Dataset excerpts
// This Source Code Form is subject to the terms of the Mozilla Public
// License, v. 2.0. If a copy of the MPL was not distributed with this
// file, You can obtain one at https://mozilla.org/MPL/2.0/.

//! RP2040 side of the adapter: register-level implementations of the traits
//! the protocol core is written against.
//!
//! Nothing in here uses a HAL. Where the PAC's field accessors are awkward,
//! or the field isn't modelled, registers are written with raw bits and the
//! datasheet bit position is named in a constant.

pub mod clocks;
pub mod jtag;
pub mod logger;
pub mod rom;
#[cfg(feature = "hw-spi")]
pub mod spi;
pub mod uart;
pub mod usb;

use rp2040_pac::{IO_BANK0, RESETS, SIO};

cfg_if::cfg_if! {
    if #[cfg(feature = "target-pico")] {
        pub const LED_PIN: u8 = 25;
        pub const UART_TX_PIN: u8 = 0;
        pub const UART_RX_PIN: u8 = 1;
        pub const DTR_PIN: u8 = 2;
        pub const RTS_PIN: u8 = 3;
        pub const TDO_PIN: u8 = 16;
        pub const TMS_PIN: u8 = 17;
        pub const TCK_PIN: u8 = 18;
        pub const TDI_PIN: u8 = 19;
    } else if #[cfg(feature = "target-feather")] {
        pub const LED_PIN: u8 = 13;
        pub const UART_TX_PIN: u8 = 0;
        pub const UART_RX_PIN: u8 = 1;
        pub const DTR_PIN: u8 = 7;
        pub const RTS_PIN: u8 = 8;
        pub const TDO_PIN: u8 = 20;
        pub const TMS_PIN: u8 = 6;
        pub const TCK_PIN: u8 = 18;
        pub const TDI_PIN: u8 = 19;
    } else {
        compile_error!("missing or unknown target-* feature");
    }
}

/// GPIO function select values (datasheet 2.19.2).
#[derive(Copy, Clone, Debug, PartialEq, Eq)]
#[repr(u8)]
pub enum Function {
    Spi = 1,
    Uart = 2,
    Pwm = 4,
    Sio = 5,
}

pub fn sio() -> &'static rp2040_pac::sio::RegisterBlock {
    unsafe { &*SIO::ptr() }
}

pub fn io_bank0() -> &'static rp2040_pac::io_bank0::RegisterBlock {
    unsafe { &*IO_BANK0::ptr() }
}

pub fn set_function(pin: u8, function: Function) {
    io_bank0().gpio[pin as usize]
        .gpio_ctrl
        .write(|w| unsafe { w.funcsel().bits(function as u8) });
}

/// Hands `pin` to SIO as an output, starting at `level`.
pub fn make_output(pin: u8, level: bool) {
    write_pin(pin, level);
    set_function(pin, Function::Sio);
    sio().gpio_oe_set.write(|w| unsafe { w.bits(1 << pin) });
}

pub fn make_input(pin: u8) {
    sio().gpio_oe_clr.write(|w| unsafe { w.bits(1 << pin) });
    set_function(pin, Function::Sio);
}

#[inline(always)]
pub fn raise_pin(pin: u8) {
    sio().gpio_out_set.write(|w| unsafe { w.bits(1 << pin) });
}

#[inline(always)]
pub fn lower_pin(pin: u8) {
    sio().gpio_out_clr.write(|w| unsafe { w.bits(1 << pin) });
}

#[inline(always)]
pub fn write_pin(pin: u8, high: bool) {
    if high {
        raise_pin(pin);
    } else {
        lower_pin(pin);
    }
}

#[inline(always)]
pub fn read_pin(pin: u8) -> bool {
    sio().gpio_in.read().bits() & (1 << pin) != 0
}

/// Takes the GPIO banks out of reset and parks the board's pins in their
/// idle states. Peripheral blocks are brought up by their own modules.
pub fn init_pins(resets: &RESETS) {
    resets
        .reset
        .modify(|_, w| w.io_bank0().clear_bit().pads_bank0().clear_bit());
    while !resets.reset_done.read().io_bank0().bit() {}
    while !resets.reset_done.read().pads_bank0().bit() {}

    make_output(LED_PIN, false);
    // Modem lines idle high, as on an FTDI part with nothing asserted.
    make_output(DTR_PIN, true);
    make_output(RTS_PIN, true);

    make_output(TCK_PIN, false);
    make_output(TDI_PIN, false);
    make_output(TMS_PIN, true);
    make_input(TDO_PIN);
}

__INSTRUCTIONS FOR THE TASK__
Print exactly the stretch of lines beginning with the one that holds "make_output(RTS_PIN, true);" and ending at the last line above.

__WRITTEN ANSWER__
    make_output(RTS_PIN, true);

    make_output(TCK_PIN, false);
    make_output(TDI_PIN, false);
    make_output(TMS_PIN, true);
    make_input(TDO_PIN);
}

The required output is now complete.